The second dream felt shorter.  Again, I’m at home.  There’s a knock at the front door and there she is with this attention-seeking pouty look on her face.  It’s funny because I don’t think I’ve ever actually seen her make this face before.  She steps into the foyer and before I can even close the door she jumps onto me, wrapping her legs around my hips.  She feels so thin and sharp in my arms.  But even so, her weight is unbearable.  My knees give out and we fall.  She begins to sob at this point.  In between breaths she demands that I hold her on my lap.  I somehow manage to cross my legs to give her a place to perch.  Her arm around my neck, the crease of her elbow squeezes as she fidgets, reaching for something.  She pulls out a box of Cracker Jacks.  I don’t know where they came from, but they seem to provide her with a sense of relief.  She hiccups as her tears subside.  Then I feel another sharp wrenching of my neck—she’s tearing off the top of the Cracker Jacks and crams her hand into the box.  She feels around and pulls out not one, but two prize rings.  She slips the first one onto her ring finger without a problem.  Now it’s my turn.  She wrestles me for my hand, but I know my efforts are useless.  She’s having trouble getting the second ring over my knuckle.  The pain is terrible—to the bone!  Again, I’m unable to utter a single word.  I’m paralyzed.  I realize I can’t feel my bottom half.  All I feel is the ring pressing against my knuckle, slowly shaving it off.

I wake up in a cold sweat.  I throw the covers off and sit up in bed.  I hate the feeling of heavy wet sheets.  I don’t have much time to contemplate the meaning of these dreams—I’ve got to go to work.  I’ve got a business to run.  Sometimes I get caught up in the implications of things, dissecting them on a molecular level.  Sometimes this is helpful—I’ll be the first the admit it.  But more often it’s just not worth it.
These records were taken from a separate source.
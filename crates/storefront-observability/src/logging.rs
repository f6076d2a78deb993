//! Structured logging with session context.

use std::collections::BTreeMap;
use std::fmt;
use std::str::FromStr;
use std::sync::{Arc, Mutex};

use serde::{Deserialize, Serialize};
use storefront_commerce::SessionId;

/// Log level for structured logs.
#[derive(Debug, Clone, Copy, PartialEq, Eq, PartialOrd, Ord, Serialize, Deserialize, Default)]
#[serde(rename_all = "lowercase")]
pub enum LogLevel {
    Trace,
    Debug,
    #[default]
    Info,
    Warn,
    Error,
}

impl fmt::Display for LogLevel {
    fn fmt(&self, f: &mut fmt::Formatter<'_>) -> fmt::Result {
        match self {
            Self::Trace => write!(f, "TRACE"),
            Self::Debug => write!(f, "DEBUG"),
            Self::Info => write!(f, "INFO"),
            Self::Warn => write!(f, "WARN"),
            Self::Error => write!(f, "ERROR"),
        }
    }
}

impl FromStr for LogLevel {
    type Err = String;

    fn from_str(s: &str) -> Result<Self, Self::Err> {
        match s.trim().to_ascii_lowercase().as_str() {
            "trace" => Ok(Self::Trace),
            "debug" => Ok(Self::Debug),
            "info" => Ok(Self::Info),
            "warn" | "warning" => Ok(Self::Warn),
            "error" => Ok(Self::Error),
            other => Err(format!("unknown log level: {}", other)),
        }
    }
}

/// Output format for logs.
#[derive(Debug, Clone, Copy, PartialEq, Eq, Serialize, Deserialize, Default)]
#[serde(rename_all = "lowercase")]
pub enum LogFormat {
    /// One JSON object per line.
    Json,
    /// Human-readable lines.
    #[default]
    Human,
}

impl LogFormat {
    pub fn as_str(&self) -> &'static str {
        match self {
            Self::Json => "json",
            Self::Human => "human",
        }
    }
}

impl FromStr for LogFormat {
    type Err = String;

    fn from_str(s: &str) -> Result<Self, Self::Err> {
        match s.trim().to_ascii_lowercase().as_str() {
            "json" => Ok(Self::Json),
            "human" | "text" => Ok(Self::Human),
            other => Err(format!("unknown log format: {}", other)),
        }
    }
}

/// A structured log entry.
#[derive(Debug, Clone, Serialize)]
pub struct LogEntry {
    pub level: LogLevel,
    pub message: String,
    /// Session ID for correlation.
    pub session_id: String,
    /// Additional structured fields.
    #[serde(flatten)]
    pub fields: BTreeMap<String, serde_json::Value>,
    /// Milliseconds since the session logger was created.
    pub elapsed_ms: u64,
}

impl LogEntry {
    /// Format as JSON string.
    pub fn to_json(&self) -> String {
        serde_json::to_string(self).unwrap_or_else(|_| self.message.clone())
    }

    /// Format as human-readable string.
    pub fn to_human(&self) -> String {
        let mut s = format!("[{}] {}", self.level, self.message);

        if !self.fields.is_empty() {
            s.push_str(" | ");
            let fields: Vec<String> = self
                .fields
                .iter()
                .map(|(k, v)| match v {
                    serde_json::Value::String(text) => format!("{}={}", k, text),
                    other => format!("{}={}", k, other),
                })
                .collect();
            s.push_str(&fields.join(" "));
        }

        s
    }
}

/// Where formatted lines go.
#[derive(Debug, Clone, Default)]
pub enum LogSink {
    #[default]
    Stderr,
    /// Kept in memory; used by tests and by callers that print logs later.
    Buffer(Arc<Mutex<Vec<String>>>),
}

impl LogSink {
    /// A fresh in-memory sink and a handle to its lines.
    pub fn buffer() -> (Self, Arc<Mutex<Vec<String>>>) {
        let lines = Arc::new(Mutex::new(Vec::new()));
        (Self::Buffer(Arc::clone(&lines)), lines)
    }

    fn write(&self, line: String) {
        match self {
            Self::Stderr => eprintln!("{}", line),
            Self::Buffer(lines) => lines.lock().unwrap_or_else(|e| e.into_inner()).push(line),
        }
    }
}

/// Structured logger bound to one shopping session.
#[derive(Debug, Clone)]
pub struct SessionLogger {
    session_id: SessionId,
    start_time: std::time::Instant,
    min_level: LogLevel,
    format: LogFormat,
    sink: LogSink,
}

impl SessionLogger {
    /// Create a logger for `session_id`.
    pub fn new(session_id: SessionId) -> Self {
        Self {
            session_id,
            start_time: std::time::Instant::now(),
            min_level: LogLevel::Info,
            format: LogFormat::Human,
            sink: LogSink::Stderr,
        }
    }

    /// Set minimum log level.
    pub fn with_min_level(mut self, level: LogLevel) -> Self {
        self.min_level = level;
        self
    }

    /// Set output format.
    pub fn with_format(mut self, format: LogFormat) -> Self {
        self.format = format;
        self
    }

    pub fn with_sink(mut self, sink: LogSink) -> Self {
        self.sink = sink;
        self
    }

    pub fn debug(&self, message: &str) {
        self.log(LogLevel::Debug, message, BTreeMap::new());
    }

    pub fn info(&self, message: &str) {
        self.log(LogLevel::Info, message, BTreeMap::new());
    }

    pub fn warn(&self, message: &str) {
        self.log(LogLevel::Warn, message, BTreeMap::new());
    }

    pub fn error(&self, message: &str) {
        self.log(LogLevel::Error, message, BTreeMap::new());
    }

    /// Log with additional fields.
    pub fn log_with_fields(
        &self,
        level: LogLevel,
        message: &str,
        fields: BTreeMap<String, serde_json::Value>,
    ) {
        self.log(level, message, fields);
    }

    fn log(&self, level: LogLevel, message: &str, fields: BTreeMap<String, serde_json::Value>) {
        if level < self.min_level {
            return;
        }

        let entry = LogEntry {
            level,
            message: message.to_string(),
            session_id: self.session_id.to_string(),
            fields,
            elapsed_ms: self.elapsed_ms(),
        };

        let output = match self.format {
            LogFormat::Json => entry.to_json(),
            LogFormat::Human => entry.to_human(),
        };
        self.sink.write(output);
    }

    pub fn session_id(&self) -> &SessionId {
        &self.session_id
    }

    /// Milliseconds since logger creation.
    pub fn elapsed_ms(&self) -> u64 {
        self.start_time.elapsed().as_millis() as u64
    }

    /// Start building an entry at `level`.
    pub fn builder(&self, level: LogLevel, message: impl Into<String>) -> LogBuilder<'_> {
        LogBuilder::new(self, level, message)
    }

    /// Start building an info log entry.
    pub fn info_builder(&self, message: impl Into<String>) -> LogBuilder<'_> {
        LogBuilder::new(self, LogLevel::Info, message)
    }
}

/// Builder for log entries with fluent API.
pub struct LogBuilder<'a> {
    logger: &'a SessionLogger,
    level: LogLevel,
    message: String,
    fields: BTreeMap<String, serde_json::Value>,
}

impl<'a> LogBuilder<'a> {
    pub fn new(logger: &'a SessionLogger, level: LogLevel, message: impl Into<String>) -> Self {
        Self {
            logger,
            level,
            message: message.into(),
            fields: BTreeMap::new(),
        }
    }

    /// Add a string field.
    pub fn field(mut self, key: &str, value: impl Into<String>) -> Self {
        self.fields
            .insert(key.to_string(), serde_json::json!(value.into()));
        self
    }

    /// Add an integer field.
    pub fn field_i64(mut self, key: &str, value: i64) -> Self {
        self.fields.insert(key.to_string(), serde_json::json!(value));
        self
    }

    /// Add every top-level field of a serializable value.
    ///
    /// Non-object values are stored under `key`.
    pub fn fields_from<T: Serialize>(mut self, key: &str, value: &T) -> Self {
        match serde_json::to_value(value) {
            Ok(serde_json::Value::Object(map)) => self.fields.extend(map),
            Ok(other) => {
                self.fields.insert(key.to_string(), other);
            }
            Err(e) => tracing::warn!(error = %e, "log field not serializable"),
        }
        self
    }

    /// Emit the log entry.
    pub fn emit(self) {
        self.logger.log(self.level, &self.message, self.fields);
    }
}

#[cfg(test)]
mod tests {
    use super::*;

    fn buffered(format: LogFormat) -> (SessionLogger, Arc<Mutex<Vec<String>>>) {
        let (sink, lines) = LogSink::buffer();
        let logger = SessionLogger::new(SessionId::new("s-1"))
            .with_format(format)
            .with_sink(sink);
        (logger, lines)
    }

    #[test]
    fn test_min_level_filters() {
        let (logger, lines) = buffered(LogFormat::Human);
        let logger = logger.with_min_level(LogLevel::Warn);
        logger.info("skipped");
        logger.warn("kept");
        let lines = lines.lock().unwrap();
        assert_eq!(lines.as_slice(), ["[WARN] kept"]);
    }

    #[test]
    fn test_json_entry_carries_session_and_fields() {
        let (logger, lines) = buffered(LogFormat::Json);
        logger
            .info_builder("cart opened")
            .field("source", "cli")
            .field_i64("lines", 2)
            .emit();

        let lines = lines.lock().unwrap();
        let value: serde_json::Value = serde_json::from_str(&lines[0]).unwrap();
        assert_eq!(value["session_id"], "s-1");
        assert_eq!(value["level"], "info");
        assert_eq!(value["source"], "cli");
        assert_eq!(value["lines"], 2);
    }

    #[test]
    fn test_human_fields_are_sorted() {
        let (logger, lines) = buffered(LogFormat::Human);
        logger
            .info_builder("hello")
            .field("b", "2")
            .field("a", "1")
            .emit();
        assert_eq!(lines.lock().unwrap()[0], "[INFO] hello | a=1 b=2");
    }

    #[test]
    fn test_parse_level_and_format() {
        assert_eq!("WARNING".parse::<LogLevel>().unwrap(), LogLevel::Warn);
        assert_eq!("json".parse::<LogFormat>().unwrap(), LogFormat::Json);
        assert!("loud".parse::<LogLevel>().is_err());
    }
}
I put my glasses on and things start to come into focus.  This house still needs a lot of work.  I need to replace the carpets.  I need to paint.  I need to vacuum and scrub and sand and sweep and mop.  But right now I need to shower.  I need to purge myself of these dreams.  Actually, I’d prefer to think of it as just another new day.  I need to shower.  

The bathroom is clean and white.  I decided to work on it first.  It seemed like the right thing to do—the bathrooms are used so frequently.  It’s where I go to cleanse myself.  The room begins to fill with steam and I know the shower is hot enough.  I turn on the exhaust fan, take my glasses off and step in.  I let the water run through my hair and down my back.  I’ve always loved standing with my back to the stream.  This is how I shake myself of last night’s sleep.  This is how I start my day.  I let the hot streams of water continue to run over me, just shy of burning my scalp.